UNITED STATES
SECURITIES AND EXCHANGE COMMISSION
WASHINGTON, DC 20549
FORM 8-K
CURRENT REPORT PURSUANT
TO SECTION 13 OR 15(D) OF THE
SECURITIES EXCHANGE ACT OF 1934
Date of report (Date of earliest event reported) January 26, 2010
ALIGN TECHNOLOGY, INC. | |
(Exact Name of Registrant as Specified in Its Charter) | |
Delaware | |
(State or Other Jurisdiction of Incorporation) | |
0-32259 | 94-3267295 |
(Commission File Number) | (IRS Employer Identification No.) |
881 Martin Avenue, Santa Clara, California | 95050 |
(Address of Principal Executive Offices) | (Zip Code) |
(408) 470-1000 | |
(Registrant’s Telephone Number, Including Area Code) | |
Not applicable | |
(Former Name or Former Address, if Changed Since Last Report) |
Check the appropriate box below if the Form 8-K filing is intended to simultaneously satisfy the filing obligation of the registrant under any of the following provisions (see General Instruction A.2. below):
o Written communications pursuant to Rule 425 under the Securities Act (17 CFR 230.425)
o Soliciting material pursuant to Rule 14a-12 under the Exchange Act (17 CFR 240.14a-12)
o Pre-commencement communications pursuant to Rule 14d-2(b) under the Exchange Act (17 CFR 240.14d-2(b))
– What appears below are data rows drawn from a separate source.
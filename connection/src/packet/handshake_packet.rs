use common::err::{Needed, TbrError, TbrResult};

use binlog::gtid::ServerType;

/// Initial handshake sent by the server.
///
/// Layout: protocol_version u8, server_version NUL string, thread_id
/// u32, first 8 scramble bytes, one filler byte, capabilities_lo u16,
/// collation u8, status u16, 13 filler bytes, 13 more scramble bytes
/// (12 used + NUL), optional extension ignored here.
#[derive(Debug, Clone, PartialEq, Eq)]
pub struct HandshakePacket {
    pub protocol_version: u8,
    pub server_version: String,
    pub thread_id: u32,
    pub server_capabilities: u16,
    pub server_collation: u8,
    pub status_flags: u16,
    /// Full 20 byte mysql_native_password scramble.
    pub scramble: Vec<u8>,
}

impl HandshakePacket {
    pub fn parse(packet: &[u8]) -> TbrResult<HandshakePacket> {
        let protocol_version = *packet
            .first()
            .ok_or(TbrError::Incomplete(Needed::NoEnoughData))?;

        let rest = &packet[1..];
        let version_end = rest
            .iter()
            .position(|&b| b == 0)
            .ok_or_else(|| TbrError::ProtocolViolation("Unterminated server version".to_string()))?;
        let server_version = String::from_utf8_lossy(&rest[..version_end]).to_string();
        let rest = &rest[version_end + 1..];

        // thread_id(4) + scramble1(8) + filler(1) + caps(2) + collation(1)
        // + status(2) + filler2(13) + scramble2(13)
        if rest.len() < 44 {
            return Err(TbrError::Incomplete(Needed::NoEnoughData));
        }
        let thread_id = u32::from_le_bytes([rest[0], rest[1], rest[2], rest[3]]);
        let scramble1 = &rest[4..12];
        let server_capabilities = u16::from_le_bytes([rest[13], rest[14]]);
        let server_collation = rest[15];
        let status_flags = u16::from_le_bytes([rest[16], rest[17]]);
        // rest[18..31] is filler holding 4.1+ extensions we do not use
        let scramble2 = &rest[31..43];

        let mut scramble = Vec::with_capacity(20);
        scramble.extend_from_slice(scramble1);
        scramble.extend_from_slice(scramble2);

        Ok(HandshakePacket {
            protocol_version,
            server_version,
            thread_id,
            server_capabilities,
            server_collation,
            status_flags,
            scramble,
        })
    }

    /// MariaDB or MySQL, from the version string.
    pub fn server_type(&self) -> ServerType {
        ServerType::from_server_version(&self.server_version)
    }
}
o Pre-commencement communications pursuant to Rule 13e-4(c) under the Exchange Act (17 CFR 240.13e-4(c))
ITEM 1.01 | Entry into a Material Definitive Agreement |
On January 26, 2010, Align Technology, Inc., a Delaware corporation (the “Company”), entered into a Lease Agreement (the “Lease Agreement”) with Carr NP Properties, L.L.C. (“Landlord”) to lease approximately 129,024 square feet of rentable space, located at 2560 and 2570 Orchard Parkway, San Jose, California, as the new headquarters offices of the Company (the “Premises”). The Lease Agreement commences on the earlier to occur of August 1, 2010 or the date the Company first commences to conduct business in the premises, which is expected to be on or about June 28, 2010 and will continue for an initial term of seven years and two months. The Company’s current lease agreement for its headquarters offices at 821, 831 and 881 Martin Avenue, Santa Clara, will expire on June 30, 2010. Base rent for the Premises is as follows:
Period During Lease Term | Monthly Installment of Base Rent | Annual Base Rent | ||||||
First Lease Year | $ | 129,710.00 | $ | 1,556,520.00 | ||||
Second Lease Year | $ | 133,601.30 | $ | 1,603,215.60 | ||||
Third Lease Year | $ | 137,609.34 | $ | 1,651,312.07 | ||||
Fourth Lease Year | $ | 153,676.93 | $ | 1,844,123.15 | ||||
Fifth Lease Year | $ | 158,287.24 | $ | 1,899,446.85 | ||||
Sixth Lease Year | $ | 163,035.85 | $ | 1,956,430.25 | ||||
Seventh Lease Year | $ | 167,926.93 | $ | 2,015,123.16 |
At the end of the initial term of the lease, the Company has two options to extend the term of the lease for successive periods of five years each at the then-prevailing market rental rate.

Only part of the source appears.